The High Court in Lahore, Pakistan on March 10 changed a convicted Christian's sentence of life imprisonment to the death penalty for allegedly sending a blasphemous text message 10 years ago.
Morning Star News (MSN) reports the Christian's sentence was revised following an appeal for a criminal code revision filed by the Khatam-e-Nabuwwat Forum (KNF) lawyers who were seeking the death penalty under the Muslim country's controversial sharia laws.
Founded 20 years ago, the KNF is a well-known Islamist legal group in Pakistan. Due to their targeting, the number of blasphemy cases filed against Christians and other minorities in the Punjab Province has increased.
Family members of Sajjad Masih, the convicted 36-year-old Christian, said Justice Malik Shahzad Ahmad Khan ruled in favor of the revised sentence and then sent Masih's appeal to the next level.

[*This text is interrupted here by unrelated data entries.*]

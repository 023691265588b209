//! No-forecast power governor.
//!
//! Throttles the GPU request at night so the battery can sustain compute
//! until sunrise. Myopic by construction: every call recomputes a constant
//! sustain estimate from the instantaneous SOC and a linear time-to-sunrise.

use crate::config::{BatteryConfig, GovernorConfig, GpuConfig};
use crate::devices::gpu;

/// Ramp anchor carried between governor calls.
#[derive(Debug, Clone, Copy, Default, PartialEq)]
pub struct GovernorState {
    /// Target issued on the previous step (W).
    pub power_w: f64,
}

/// Decides how much power the GPUs should request each step.
pub trait Governor {
    /// Returns the new state; its `power_w` is this step's GPU request.
    fn target_power(&self, soc: f64, seconds_to_sunrise: f64, prev: GovernorState) -> GovernorState;
}

/// Sustain-until-sunrise governor with a per-step ramp limit.
#[derive(Debug, Clone)]
pub struct NoForecastGovernor {
    config: GovernorConfig,
    gpu: GpuConfig,
    battery: BatteryConfig,
}

impl NoForecastGovernor {
    pub fn new(config: GovernorConfig, gpu: GpuConfig, battery: BatteryConfig) -> Self {
        Self {
            config,
            gpu,
            battery,
        }
    }

    pub fn config(&self) -> &GovernorConfig {
        &self.config
    }
}

impl Governor for NoForecastGovernor {
    fn target_power(&self, soc: f64, seconds_to_sunrise: f64, prev: GovernorState) -> GovernorState {
        target_power(
            soc,
            seconds_to_sunrise,
            &self.gpu,
            &self.battery,
            &self.config,
            prev,
        )
    }
}

/// Computes the GPU power target for one step.
///
/// - Disabled: GPU max, no ramp limiting.
/// - Daytime (`seconds_to_sunrise <= 0`): GPU max.
/// - Night: usable energy above `reserve_soc` spread evenly over the hours
///   left until sunrise, scaled by `safety_factor` and clamped to `[0, max]`.
///
/// When enabled and `ramp_limit_w_per_step > 0`, the result moves at most
/// that far from `prev.power_w`.
pub fn target_power(
    soc: f64,
    seconds_to_sunrise: f64,
    gpu_config: &GpuConfig,
    battery: &BatteryConfig,
    config: &GovernorConfig,
    prev: GovernorState,
) -> GovernorState {
    let p_max = gpu::max_power_w(gpu_config);
    if !config.enabled {
        return GovernorState { power_w: p_max };
    }

    let target = if seconds_to_sunrise <= 0.0 {
        p_max
    } else {
        let energy_available_wh = ((soc - config.reserve_soc) * battery.capacity_wh()).max(0.0);
        let hours_to_sunrise = seconds_to_sunrise / 3600.0;
        let sustain_w = energy_available_wh / hours_to_sunrise;
        (sustain_w * config.safety_factor).max(0.0).min(p_max)
    };

    let ramp = config.ramp_limit_w_per_step;
    let power_w = if ramp > 0.0 {
        target.clamp(prev.power_w - ramp, prev.power_w + ramp)
    } else {
        target
    };
    GovernorState { power_w }
}
//! PVWatts DC model: plane-of-array irradiance and cell temperature to DC bus power.

use crate::config::PvConfig;

/// Reference irradiance for the nameplate rating (W/m²).
const G_REF_W_M2: f64 = 1000.0;
/// Reference cell temperature for the nameplate rating (°C).
const T_REF_C: f64 = 25.0;

/// PV power delivered to the DC bus after MPPT and wiring losses (W, >= 0).
///
/// ```text
/// p_dc = P_dc0 · (G_poa / 1000) · (1 + γ · (T_cell − 25))
/// ```
pub fn dc_bus_power_w(poa_global_w_m2: f64, temp_cell_c: f64, config: &PvConfig) -> f64 {
    let p_dc0_w = config.dc_nameplate_kw * 1000.0;
    let temp_factor = 1.0 + config.gamma_pdc_per_c * (temp_cell_c - T_REF_C);
    let p_dc_w = (p_dc0_w * (poa_global_w_m2 / G_REF_W_M2) * temp_factor).max(0.0);
    p_dc_w * config.mppt_efficiency * config.dc_wiring_efficiency
}
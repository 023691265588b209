//! Simulation engine coupling PV, battery, and GPUs on a single DC bus.

use tracing::debug;

use crate::config::{BatteryConfig, GpuConfig, SimulationConfig};
use crate::devices::battery::{self, BatteryStepResult};
use crate::devices::gpu;

use super::governor::Governor;
use super::types::{EngineState, StepInput, TimestepRecord};

/// Simulation engine owning the device configuration and governor.
///
/// Generic over `G: Governor` for static dispatch. The engine itself is
/// immutable; all evolving state lives in the [`EngineState`] threaded
/// through [`Engine::step`].
pub struct Engine<G: Governor> {
    simulation: SimulationConfig,
    battery: BatteryConfig,
    gpu: GpuConfig,
    governor: G,
}

/// Power split decided for one step before the record is assembled.
struct Allocation {
    served_w: f64,
    battery: BatteryStepResult,
}

impl<G: Governor> Engine<G> {
    /// Creates a new simulation engine.
    ///
    /// # Arguments
    ///
    /// * `simulation` - Timestep settings
    /// * `battery` - Battery parameters
    /// * `gpu` - GPU parameters
    /// * `governor` - Power governor deciding the GPU request
    pub fn new(
        simulation: SimulationConfig,
        battery: BatteryConfig,
        gpu: GpuConfig,
        governor: G,
    ) -> Self {
        Self {
            simulation,
            battery,
            gpu,
            governor,
        }
    }

    /// State every independent run starts from.
    pub fn initial_state(&self) -> EngineState {
        EngineState::initial(&self.battery)
    }

    /// Executes one simulation timestep.
    ///
    /// PV feeds the GPU request first. A shortfall is drawn from the battery
    /// (bounded by its instantaneous discharge capability) and recorded as
    /// unmet; otherwise leftover PV charges the battery (bounded by its
    /// charge capability) and any unserved request is recorded as
    /// curtailed. If PV plus battery cannot lift the GPUs to idle they are
    /// switched off for the step and the battery is not drained for nothing.
    ///
    /// # Returns
    ///
    /// The state for the next step and the record of this one.
    pub fn step(&self, state: EngineState, input: &StepInput) -> (EngineState, TimestepRecord) {
        let dt_hours = self.simulation.dt_hours();
        let gpu_max = gpu::max_power_w(&self.gpu);
        let pv = input.pv_bus_power_w.max(0.0);

        // 1. Governor
        let governor = self
            .governor
            .target_power(state.battery.soc, input.seconds_to_sunrise, state.governor);
        let requested = governor.power_w;

        // 2. PV first
        let pv_to_gpu = pv.min(requested);
        let deficit = requested - pv_to_gpu;

        // 3. Battery
        let (allocation, shortfall_is_unmet) = if deficit > 0.0 {
            let bounded = deficit.min(battery::max_discharge_power(state.battery, &self.battery));
            let discharge = battery::step(state.battery, -bounded, dt_hours, &self.battery);
            let supplied = pv_to_gpu + (-discharge.bus_power_w).max(0.0);
            let allocation = if self.brownout(supplied.min(gpu_max)) {
                debug!(
                    timestep = input.timestep,
                    supplied_w = supplied,
                    "supply below GPU idle, powering down"
                );
                self.charge_with(state, pv, 0.0, dt_hours)
            } else {
                Allocation {
                    served_w: supplied.min(gpu_max),
                    battery: discharge,
                }
            };
            (allocation, true)
        } else {
            let served = pv_to_gpu.min(gpu_max);
            let served = if self.brownout(served) { 0.0 } else { served };
            (self.charge_with(state, pv, served, dt_hours), false)
        };

        // 4. Shortfall attribution
        let served = allocation.served_w;
        let shortfall = (requested - served).max(0.0);
        let (curtailed, unmet) = if shortfall_is_unmet {
            (0.0, shortfall)
        } else {
            (shortfall, 0.0)
        };

        // 5. GPU throughput
        let utilization = if served > 0.0 {
            gpu::utilization_from_power(served, &self.gpu)
        } else {
            0.0
        };
        let flops_step = gpu::flops(utilization, self.simulation.dt_seconds(), &self.gpu);

        let bat = allocation.battery;
        let pv_curtailed = (pv - served.min(pv) - bat.bus_power_w.max(0.0)).max(0.0);

        let record = TimestepRecord {
            timestep: input.timestep,
            timestamp: input.timestamp,
            pv_bus_power_w: pv,
            gpu_requested_power_w: requested,
            gpu_served_power_w: served,
            battery_bus_power_w: bat.bus_power_w,
            soc: state.battery.soc,
            curtailed_power_w: curtailed,
            unmet_power_w: unmet,
            pv_curtailed_power_w: pv_curtailed,
            battery_losses_w: bat.losses_w,
            flops_step,
            utilization,
        };
        let next = EngineState {
            battery: bat.next_state(),
            governor,
        };
        (next, record)
    }

    /// Executes all inputs in order from `state` and returns every record.
    pub fn run(&self, state: EngineState, inputs: &[StepInput]) -> (EngineState, Vec<TimestepRecord>) {
        let mut state = state;
        let mut records = Vec::with_capacity(inputs.len());
        for input in inputs {
            let (next, record) = self.step(state, input);
            state = next;
            records.push(record);
        }
        (state, records)
    }

    /// Returns a reference to the battery configuration (for metric capacity queries).
    pub fn battery(&self) -> &BatteryConfig {
        &self.battery
    }

    pub fn gpu(&self) -> &GpuConfig {
        &self.gpu
    }

    /// Returns a reference to the simulation configuration.
    pub fn config(&self) -> &SimulationConfig {
        &self.simulation
    }

    fn brownout(&self, served_w: f64) -> bool {
        served_w < gpu::idle_power_w(&self.gpu)
    }

    /// Routes PV not consumed by the GPUs into the battery.
    fn charge_with(&self, state: EngineState, pv: f64, served_w: f64, dt_hours: f64) -> Allocation {
        let leftover = (pv - served_w).max(0.0);
        let charge = leftover.min(battery::max_charge_power(state.battery, &self.battery));
        Allocation {
            served_w,
            battery: battery::step(state.battery, charge, dt_hours, &self.battery),
        }
    }
}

Masih's appeal of his 2013 conviction has been pending with Lahore's High Court for the last seven years.
"Justice Shahzad has forwarded the appeal to a division bench to avoid pressure from KNF lawyers, and it's most likely that this appeal, like other similar appeals, will continue to be delayed due to the fear factor," one source told MSN.

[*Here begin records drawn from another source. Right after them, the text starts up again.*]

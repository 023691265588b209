//! Simulator entry point: CLI wiring and config-driven runs.

mod cli;

use std::io;
use std::process;

use clap::Parser;
use tracing::info;
use tracing_subscriber::EnvFilter;

use pv_gpu_sim::config::{ScenarioConfig, WeatherSource};
use pv_gpu_sim::error::{Result, SimError};
use pv_gpu_sim::io::export;
use pv_gpu_sim::sweep::{self, SweepResult};
use pv_gpu_sim::{runner, weather};

use crate::cli::{Args, Command, RunArgs, SweepArgs};

fn main() {
    tracing_subscriber::fmt()
        .with_env_filter(EnvFilter::try_from_default_env().unwrap_or_else(|_| EnvFilter::new("info")))
        .with_writer(io::stderr)
        .init();

    let args = Args::parse();
    if let Err(e) = run(args) {
        eprintln!("error: {e}");
        process::exit(1);
    }
}

fn run(args: Args) -> Result<()> {
    let config = load_config(&args)?;
    match args.command {
        Command::Run(run_args) => run_once(&config, &run_args),
        Command::Sweep(sweep_args) => run_grid(config, &sweep_args),
    }
}

/// `--scenario` wins, then `--preset`, then the baseline; CLI overrides are
/// applied before validation so every problem is reported at once.
fn load_config(args: &Args) -> Result<ScenarioConfig> {
    let mut config = match (&args.scenario, &args.preset) {
        (Some(path), _) => ScenarioConfig::from_toml_file(path).map_err(|e| SimError::Config(vec![e]))?,
        (None, Some(name)) => ScenarioConfig::from_preset(name).map_err(|e| SimError::Config(vec![e]))?,
        (None, None) => ScenarioConfig::baseline(),
    };
    if let Some(seed) = args.seed {
        config.weather.seed = seed;
    }
    if let Some(path) = &args.weather_csv {
        config.weather.source = WeatherSource::Csv;
        config.weather.path = Some(path.clone());
    }
    config.validated()
}

fn run_once(config: &ScenarioConfig, args: &RunArgs) -> Result<()> {
    let output = runner::run_scenario(config)?;
    println!("{}", output.metrics);

    if let Some(path) = &args.telemetry_out {
        export::export_timeseries_csv(&output.timeseries, path)?;
        info!(path = %path.display(), rows = output.timeseries.len(), "trace written");
    }
    if let Some(path) = &args.metrics_json {
        export::export_metrics_json(&output.metrics, path)?;
        info!(path = %path.display(), "metrics written");
    }
    Ok(())
}

fn run_grid(mut config: ScenarioConfig, args: &SweepArgs) -> Result<()> {
    if let Some(pv_kw) = &args.pv_kw {
        config.sweep.pv_kw_list = pv_kw.clone();
    }
    if let Some(batt_kwh) = &args.batt_kwh {
        config.sweep.batt_kwh_list = batt_kwh.clone();
    }

    let series = weather::load(&config)?.restrict_to_year(config.sweep.year)?;
    info!(year = config.sweep.year, points = series.len(), "sweep weather loaded");

    let report = |done: usize, total: usize| info!("sweep {done}/{total}");
    let result = if args.parallel {
        sweep::run_sweep_parallel(
            &config,
            &series,
            &config.sweep.pv_kw_list,
            &config.sweep.batt_kwh_list,
            report,
        )?
    } else {
        sweep::run_sweep(
            &config,
            &series,
            &config.sweep.pv_kw_list,
            &config.sweep.batt_kwh_list,
            report,
        )?
    };

    print_best(&result);
    match &args.out {
        Some(path) => {
            export::export_sweep_csv(&result, path)?;
            info!(path = %path.display(), rows = result.len(), "sweep table written");
        }
        None => export::write_sweep_csv(&result, io::stdout().lock())?,
    }
    if let Some(path) = &args.json {
        export::export_sweep_json(&result, path)?;
        info!(path = %path.display(), "sweep json written");
    }
    Ok(())
}

fn print_best(result: &SweepResult) {
    if let Some(best) = result.best_by_flops() {
        info!(
            pv_kw = best.pv_kw,
            batt_kwh = best.batt_kwh,
            total_flops = best.metrics.total_flops,
            utilization = best.metrics.utilization,
            "highest-throughput sizing"
        );
    }
}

Masih, a member of the Seventh-day Adventist Church in Gojra town located in the Punjab Province, was fined $2,000 and sentenced to life imprisonment in July 2013 for allegedly sending a controversial text message to a Muslim in December 2011. According to Masih's attorney, there were several holes in the prosecution's case.
A large number of KNF lawyers appeared in the courtroom during a hearing on both Masih's appeal and the KNF petition. The tactic was designed to intimidate the judge hearing the case.
The lawyers told the judge "capital punishment was the only sentence for blaspheming against Islam's prophet," according to witnesses and Masih, "must be executed without delay."
Saif Ul Malook, a Muslim lawyer who has won freedom for Pakistan's most high-profile blasphemy convict, Aasiya Noreen (better known as Asia Bibi), represents other Christians on death row.
Few Muslim lawyers are willing to put their life at risk by defending a person accused of blasphemy, particularly if they belong to a minority community, Malook told Morning Star.
Last December, the United States Commission on International Religious Freedom (USCIRF) released a report titled Violating Rights: Enforcing the World's Blasphemy Laws. The report examines the enforcement of blasphemy laws worldwide over a four-year period. Those laws criminalize expressions that insult or offend religious doctrines, according to the USCIRF.
The U.S. State Department on Dec. 7, 2020, re-designated Pakistan among nine other "Countries of Particular Concern" for severe violations of religious freedom. Previously Pakistan had been added to the list on Nov. 28, 2018.
Pakistan ranked fifth on the Open Doors 2021 World Watch List of the 50 countries where it is most difficult to be a Christian.